As the film begins, we are introduced to Timmie and his family and precocious is probably the nicest way to describe Timmie as he slurps his cereal. Being young, Timmie does whatever he wants and one day, after he is introduced to his father’s supercomputer, he is soon programmed by said machine to be much smarter than he is. That leads us to the most memorable thing about the film which is Robby the Robot, formerly of Forbidden Planet and now sitting on a shelf amongst a pile of junk. It is quite interesting to see how the makers of this film try and loosely tie the two movies together and it works, yet once doing so, this film continues along its way without any further mention of its predecessor. So Timmie and Robbie have some adventures together and everyone thinks it harmless enough, at least until the sentient computer gets involved and starts to enact its plans for world domination with Robby as its agent.
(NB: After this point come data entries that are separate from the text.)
//! Error types for brickfem operations.

use thiserror::Error;

/// Result type alias using the brickfem [`Error`].
pub type Result<T> = std::result::Result<T, Error>;

/// Errors that can occur while building, solving or exporting a model.
#[derive(Error, Debug)]
pub enum Error {
    /// Mesh construction or query errors.
    #[error("mesh error: {0}")]
    Mesh(String),

    /// Malformed mesh file.
    #[error("import error at line {line}: {message}")]
    Import { line: usize, message: String },

    /// Finite element space errors (unknown fem name, bad degree, ...).
    #[error("fem error: {0}")]
    Fem(String),

    /// Brick-level errors (unknown parameter, unsupported query).
    #[error("brick error: {0}")]
    Brick(String),

    /// Model composition errors.
    #[error("model error: {0}")]
    Model(String),

    /// Solver errors.
    #[error("solver error: {0}")]
    Solver(String),

    /// Matrix singularity or conditioning issues.
    #[error("singular matrix: {0}")]
    SingularMatrix(String),

    /// Newton iterations ran out before reaching the target residual.
    #[error("no convergence after {iterations} iterations (residual {residual:e})")]
    NotConverged { iterations: usize, residual: f64 },

    /// Invalid material properties.
    #[error("invalid material: {0}")]
    InvalidMaterial(String),

    /// Invalid numerical parameter.
    #[error("invalid parameter: {0}")]
    InvalidParameter(String),

    /// Export errors.
    #[error("export error: {0}")]
    Export(String),

    /// I/O errors.
    #[error("I/O error: {0}")]
    Io(#[from] std::io::Error),

    /// JSON (de)serialisation errors.
    #[error("JSON error: {0}")]
    Json(#[from] serde_json::Error),

    /// Formatting into an output buffer failed.
    #[error("format error: {0}")]
    Format(#[from] std::fmt::Error),
}
//! Email synthesizer - the retry loop around the mutation pipeline

use std::sync::Arc;

use rand::Rng;

use super::validator::NameValidator;
use crate::error::{EmailForgeError, Result};
use crate::mutation::{self, chance, Mutated};
use crate::settings::Settings;
use crate::types::{
    count_digits, AppliedMutation, MutationKind, MutationReport, MutationSet, NamePair,
    SynthesisPath, SynthesizedEmail,
};

/// Synthesizes emails from name pairs.
///
/// Holds only read-only state, so one instance can be shared across threads;
/// every call takes its own random source.
#[derive(Clone)]
pub struct EmailSynthesizer {
    settings: Arc<Settings>,
    validator: Arc<NameValidator>,
}

impl EmailSynthesizer {
    /// Create a synthesizer from validated settings
    pub fn new(settings: Settings) -> Result<Self> {
        Self::with_shared(Arc::new(settings))
    }

    /// Create a synthesizer sharing an existing settings value
    pub fn with_shared(settings: Arc<Settings>) -> Result<Self> {
        settings.validate()?;
        Ok(Self {
            settings,
            validator: Arc::new(NameValidator::new()?),
        })
    }

    pub fn settings(&self) -> &Settings {
        &self.settings
    }

    /// Generate one email for `name` and `last_name`
    pub fn generate_email<R: Rng + ?Sized>(
        &self,
        rng: &mut R,
        name: &str,
        last_name: &str,
    ) -> Result<String> {
        self.synthesize(rng, name, last_name).map(|s| s.email)
    }

    /// Generate one email and report how it was produced
    pub fn synthesize<R: Rng + ?Sized>(
        &self,
        rng: &mut R,
        name: &str,
        last_name: &str,
    ) -> Result<SynthesizedEmail> {
        let settings = &*self.settings;
        let pair = self.validator.validate(name, last_name)?;

        // Fixed for the whole call; the light path draws its own separator
        let heavy_separator = mutation::separator(settings, rng, true)?;
        let domain = mutation::domain(settings, rng)?;

        for attempt in 1..=settings.max_attempts {
            let scheduled = mutation::mutation_set(settings, rng)?;

            // Every attempt restarts from the validated pair
            let mut current = pair.clone();
            if current.surname.contains(' ') {
                current.surname = mutation::parse_surname(&current.surname, rng);
            }

            let (path, username, report) = if chance(rng, settings.heavy_prb) {
                let (username, report) =
                    self.heavy_username(current, heavy_separator, &scheduled, rng)?;
                (SynthesisPath::Heavy, username, report)
            } else {
                let (username, report) = self.light_username(current, rng)?;
                (SynthesisPath::Light, username, report)
            };

            if self.accepts(&username) {
                tracing::debug!(
                    attempt = %attempt,
                    path = %path,
                    mutations = %report.count(),
                    "Email accepted"
                );
                return Ok(SynthesizedEmail {
                    email: format!("{}@{}", username, domain),
                    username,
                    domain: domain.to_string(),
                    path,
                    mutations: report,
                    attempt,
                });
            }

            tracing::trace!(
                attempt = %attempt,
                username = %username,
                digits = %count_digits(&username),
                "Candidate rejected"
            );
        }

        tracing::warn!(
            name = %pair.name,
            surname = %pair.surname,
            attempts = %settings.max_attempts,
            "No candidate satisfied the constraints"
        );
        Err(EmailForgeError::exhausted(
            pair.name,
            pair.surname,
            settings.max_attempts,
        ))
    }

    /// Length and digit constraints on the username
    pub fn accepts(&self, username: &str) -> bool {
        let settings = &*self.settings;
        username.chars().count() >= settings.min_username_length
            && settings.digit_guard.accepts(
                count_digits(username),
                settings.min_digits,
                settings.max_digits,
            )
    }

    fn heavy_username<R: Rng + ?Sized>(
        &self,
        mut pair: NamePair,
        separator: &str,
        scheduled: &MutationSet,
        rng: &mut R,
    ) -> Result<(String, MutationReport)> {
        let settings = &*self.settings;
        let mut report = MutationReport::new();

        if chance(rng, settings.shorten_prb) {
            pair = mutation::shorten(&pair, settings, rng);
            report.record(AppliedMutation::Shorten, true);
        }

        let mut body = format!("{}{}{}", pair.name, separator, pair.surname);

        if scheduled.contains(MutationKind::SymbolInsertion) {
            let out = mutation::insert_symbol(&body, scheduled, settings, rng);
            body = record(&mut report, MutationKind::SymbolInsertion, out);
        }
        if scheduled.contains(MutationKind::VowelDrop) {
            let out = mutation::drop_vowels(&body, rng);
            body = record(&mut report, MutationKind::VowelDrop, out);
        }
        if scheduled.contains(MutationKind::Leetspeak) {
            let out = mutation::leetspeak(&body, settings, rng);
            body = record(&mut report, MutationKind::Leetspeak, out);
        }

        // A digit prefix on top of leetspeak reads as bot output
        let prefix = if scheduled.contains(MutationKind::DigitPrefix)
            && !scheduled.contains(MutationKind::Leetspeak)
        {
            let out = mutation::prepend_digits(settings, rng);
            record(&mut report, MutationKind::DigitPrefix, out)
        } else {
            String::new()
        };

        // Never hand back the bare name
        let suffix = if scheduled.contains(MutationKind::DigitSuffix) || report.is_empty() {
            let out = mutation::append_digits(settings, rng, true)?;
            record(&mut report, MutationKind::DigitSuffix, out)
        } else {
            String::new()
        };

        Ok((format!("{}{}{}", prefix, body, suffix), report))
    }

    fn light_username<R: Rng + ?Sized>(
        &self,
        mut pair: NamePair,
        rng: &mut R,
    ) -> Result<(String, MutationReport)> {
        let settings = &*self.settings;
        let mut report = MutationReport::new();
        let separator = mutation::separator(settings, rng, false)?;

        if chance(rng, settings.light_duplicate_prb) {
            let out = mutation::duplicate_letter(&pair, rng);
            report.record(AppliedMutation::DuplicateLetter, out.applied);
            pair = out.value;
        }

        if chance(rng, settings.light_suffix_prb) {
            let out = mutation::append_digits(settings, rng, false)?;
            report.record(AppliedMutation::SurnameDigits, out.applied);
            pair.surname.push_str(&out.value);
        }

        Ok((format!("{}{}{}", pair.name, separator, pair.surname), report))
    }
}

fn record(report: &mut MutationReport, kind: MutationKind, out: Mutated<String>) -> String {
    report.record(AppliedMutation::Scheduled(kind), out.applied);
    out.value
}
The film is slightly incredulous, again due to the fact that the technology of the time was not as advanced as it is currently and one single computer trying to take over the world would surely fail. It only gets as far as it does in this film as it has Robbie to help it out and even then, Robbie himself is sentient in a way and goes against his programming to save everyone. That aside, the story is what keeps you interested, that and Robbie as you want to see where the film is headed and just what is going to happen. If the film lost the juvenile elements and was treated a little more seriously, it would have been very intriguing to see what direction the movie might have gone in, but for what it is worth, The Invisible Boy manages to keep the material focused on Timmie for the most part, thereby making it fun for all ages.
Supercomputers, robots and kids who do not know when to leave well enough alone will always make for a good movie and The Invisible Boy is a prime example of that. It does have some darker aspects to it, some very smart ideas but overall, the film is pretty lighthearted at its core and was the perfect excuse to dust off Robby the Robot once again.